- hide the API key


# Loading the libraries

In [1]:
from googleapiclient.discovery import build
import pandas as pd
import numpy as np
from datetime import date, timedelta
import re
import os

In [4]:
os.environ.get("youtube_api_key")

# Getting the data from the API

## Using our API key

In [None]:
api_key = "AIzaSyAlAjDhaQ2iZ8u6Z-Zzmv3FezFPiOIG2rs"

youtube = build('youtube', 'v3', developerKey = api_key)

## Building the wrapper functions

### Getting the ID of the playlist containing all videos a channel has uploaded

In [None]:
def get_uploads_playlist_id(username):
    
    request = youtube.channels().list(
        part = "contentDetails",
        forUsername = username)
    
    response = request.execute()
    
    return response["items"][0]["contentDetails"]["relatedPlaylists"]["uploads"]
    

### Getting the IDs of the uploaded videos

YouTube won't let users retrieve data for more than 50 videos within a single API call.
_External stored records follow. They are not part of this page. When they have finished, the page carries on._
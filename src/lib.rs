/*
 * Copyright (c) 2022, 2023 Frank Fischer <frank-fischer@shadow-soft.de>
 *
 * This program is free software: you can redistribute it and/or
 * modify it under the terms of the GNU General Public License as
 * published by the Free Software Foundation, either version 3 of the
 * License, or (at your option) any later version.
 *
 * This program is distributed in the hope that it will be useful, but
 * WITHOUT ANY WARRANTY; without even the implied warranty of
 * MERCHANTABILITY or FITNESS FOR A PARTICULAR PURPOSE.  See the GNU
 * General Public License for more details.
 *
 * You should have received a copy of the GNU General Public License
 * along with this program.  If not, see  <http://www.gnu.org/licenses/>
 */

//#![forbid(unsafe_code)]

//! Algorithms for the classical (closed) transportation problem.
//!
//! A transportation problem consists of `m` sources with supplies,
//! `n` sinks with demands and an `m x n` matrix of unit shipping
//! costs. A feasible *allocation* ships all supplies to the sinks such
//! that every demand is met. This crate provides
//!
//! - the construction of initial feasible allocations by the north-west
//!   corner rule and the minimal cost rule ([`initial`]),
//! - the MODI (modified distribution) method to improve an allocation
//!   to optimality ([`modi`]),
//! - a text format for instances and solutions (feature `dimacs`).
//!
//! All algorithms are generic over the number type, so they can be
//! used with integers as well as floating point numbers.
//!
//! # Example
//!
//! ```
//! use rs_transport::initial::{build_initial_solution, Strategy};
//! use rs_transport::modi::optimize;
//! use rs_transport::Matrix;
//!
//! let supply = [7.0, 9.0, 18.0];
//! let demand = [5.0, 8.0, 7.0, 14.0];
//! let costs = Matrix::from_rows(&[
//!     [19.0, 30.0, 50.0, 10.0],
//!     [70.0, 30.0, 40.0, 60.0],
//!     [40.0, 8.0, 70.0, 20.0],
//! ])
//! .unwrap();
//!
//! let init = build_initial_solution(Strategy::MinimalCost, &supply, &demand, &costs).unwrap();
//! assert_eq!(init.total_cost, 814.0);
//!
//! let plan = optimize(init.allocation, &costs).unwrap();
//! assert!(plan.is_optimal());
//! assert_eq!(plan.cost, 743.0);
//! ```

pub mod error;
pub use self::error::{Error, Position, Result};

// # Data structures

pub mod matrix;
pub use self::matrix::Matrix;

pub mod basis;
pub use self::basis::Basis;

pub mod problem;
pub use self::problem::Balance;

// # Algorithms

pub mod initial;
pub use self::initial::{build_initial_solution, InitialSolution, Strategy};

pub mod modi;
pub use self::modi::{optimize, Optimizer, Plan, SolutionState};

#[cfg(any(feature = "dimacs"))]
pub mod dimacs;
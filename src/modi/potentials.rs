/*
 * Copyright (c) 2022, 2023 Frank Fischer <frank-fischer@shadow-soft.de>
 *
 * This program is free software: you can redistribute it and/or
 * modify it under the terms of the GNU General Public License as
 * published by the Free Software Foundation, either version 3 of the
 * License, or (at your option) any later version.
 *
 * This program is distributed in the hope that it will be useful, but
 * WITHOUT ANY WARRANTY; without even the implied warranty of
 * MERCHANTABILITY or FITNESS FOR A PARTICULAR PURPOSE.  See the GNU
 * General Public License for more details.
 *
 * You should have received a copy of the GNU General Public License
 * along with this program.  If not, see  <http://www.gnu.org/licenses/>
 */

//! Dual values (potentials) of a basis.

use crate::basis::Basis;
use crate::error::{Error, Result};
use crate::matrix::Matrix;
use num_traits::{NumAssign, Signed};

#[cfg(feature = "serialize")]
use serde_derive::{Deserialize, Serialize};

/// Row potentials `u` and column potentials `v`.
#[derive(Clone, PartialEq, Debug)]
#[cfg_attr(feature = "serialize", derive(Serialize, Deserialize))]
pub struct Potentials<F> {
    pub u: Vec<F>,
    pub v: Vec<F>,
}

/// Compute the potentials of a basis.
///
/// The potentials satisfy `u[i] + v[j] == costs[i][j]` for every basic
/// cell and are anchored by `u[0] == 0`. They are propagated along the
/// basic cells in rounds; each round labels at least one new row or
/// column if the basis is connected, so at most `m + n` rounds are
/// done.
///
/// Returns [`Error::DegenerateBasis`] if the basic cells do not connect
/// all rows and columns, in which case some potentials are undefined.
///
/// # Example
///
/// ```
/// use rs_transport::modi::potentials;
/// use rs_transport::{Basis, Matrix};
///
/// let costs = Matrix::from_rows(&[[30, 40, 60, 10], [50, 10, 20, 30], [40, 50, 80, 10]]).unwrap();
/// let x = Matrix::from_rows(&[[3500, 1100, 0, 0], [0, 900, 2500, 0], [0, 0, 2000, 1000]]).unwrap();
///
/// let pot = potentials(&costs, &Basis::from_allocation(&x, 0)).unwrap();
/// assert_eq!(pot.u, vec![0, -30, 30]);
/// assert_eq!(pot.v, vec![30, 40, 50, -20]);
/// ```
pub fn potentials<F>(costs: &Matrix<F>, basis: &Basis) -> Result<Potentials<F>>
where
    F: NumAssign + Signed + Copy,
{
    let m = basis.num_rows();
    let n = basis.num_cols();
    debug_assert_eq!(costs.shape(), (m, n));

    if m == 0 || n == 0 {
        return Ok(Potentials {
            u: vec![F::zero(); m],
            v: vec![F::zero(); n],
        });
    }

    let mut u = vec![None; m];
    let mut v = vec![None; n];
    u[0] = Some(F::zero());

    let cells: Vec<_> = basis.cells().collect();
    for _ in 0..m + n {
        let mut changed = false;
        for &(i, j) in &cells {
            match (u[i], v[j]) {
                (Some(ui), None) => {
                    v[j] = Some(costs[(i, j)] - ui);
                    changed = true;
                }
                (None, Some(vj)) => {
                    u[i] = Some(costs[(i, j)] - vj);
                    changed = true;
                }
                _ => (),
            }
        }
        if !changed {
            break;
        }
    }

    let u: Option<Vec<F>> = u.into_iter().collect();
    let v: Option<Vec<F>> = v.into_iter().collect();
    match (u, v) {
        (Some(u), Some(v)) => Ok(Potentials { u, v }),
        _ => Err(Error::DegenerateBasis {
            basic: basis.len(),
            required: basis.required(),
        }),
    }
}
Luckily though the response from the API provides the 'nextPageToken' key which we will allow us to access the page after the one we just got.

In [None]:
def get_all_video_ids(uploaded_videos_playlist_id): # The playlist ID we downloaded with the previous function
    
    video_ids = []
    
    page_token = None # For the first iteration of the loop the page_token is set to 'None' as we're getting the first 50 ids
    
    while True: 
        
        request = youtube.playlistItems().list(
        part = "id, contentDetails",
        playlistId = uploaded_videos_playlist_id,
        maxResults = 50,
        pageToken = page_token) # Setting the 'pageToken' argument equal to the page_token we just saved from the previous iteration
        
        response = request.execute()
        
        for item in response["items"]:
            video_ids.append(item["contentDetails"]["videoId"]) # Appending the ids 
            
        if 'nextPageToken' in response.keys():       # Is there a 'nextPageToken' key in the json object? 
            page_token = response['nextPageToken']   # If so, let's save the page token so that we can move to the next iteration.
        else:                                        # Else, let's break out of the loop and return our output
            return video_ids                               
    

### Getting the data for each uploaded video

In [None]:
def store_video_data_in_df(username):
    
    vid_ids = get_all_video_ids(get_uploads_playlist_id(username))
    
    # Let's split the vid_ids list into chunks. The number of chunks is equal to the total n of vids uploaded 
    # by a channel divided by 50 (the max amount of data retrievable in one call), rounded to the greatest near integer 
    # and then cast to an integer
    
    n_chunks = int(np.ceil(len(vid_ids)/50))
    
    splits = np.array_split(vid_ids, n_chunks) 
    
    # Let's create an empty dataframe which it'll store all our data
    
    df = pd.DataFrame(columns = ["id", "title", "published_at", "view_count", "like_count", "dislike_count", 
                             "comment_count", "duration", "tags", "last_updated"])
    
    for split in splits:  
        request = youtube.videos().list(
        part = "snippet, statistics, contentDetails",
        id = ','.join(split)) # The lists of video IDS need to be collapsed into a single string with values separated by a comma
        
        response = request.execute()
             
        for video in response["items"]:
            df = df.append({"id": video["id"],
                   "title": video["snippet"]["title"], 
                   "published_at": video["snippet"]["publishedAt"],
                   "tags": ";".join(video["snippet"]["tags"]) if "tags" in video["snippet"].keys() else np.nan,
                   "view_count": video["statistics"]["viewCount"],
                   "like_count": video["statistics"]["likeCount"],
                   "dislike_count": video["statistics"]["dislikeCount"],
                   "comment_count": video["statistics"]["commentCount"] if "commentCount" in video["statistics"].keys() else np.nan,
                   "duration": video["contentDetails"]["duration"],
                   "last_updated": date.today()
                   },
                   ignore_index = True)
            
    return df


## Downloading the data

In [None]:
df = store_video_data_in_df("joshstarmer")

No duplicated ids: great!

In [None]:
df["id"].duplicated().sum()

In [None]:
df.head()

# Data cleaning

## Null values

In [None]:
df.isnull().sum()

## Casting variables

All our variables are of the object type. We need to cast the non-string ones to the correty datatype

In [None]:
df.info()

All the columns with the word "count" in their name need to be cast as numeric

In [None]:
numeric_cols = [col for col in df.columns if "count" in col]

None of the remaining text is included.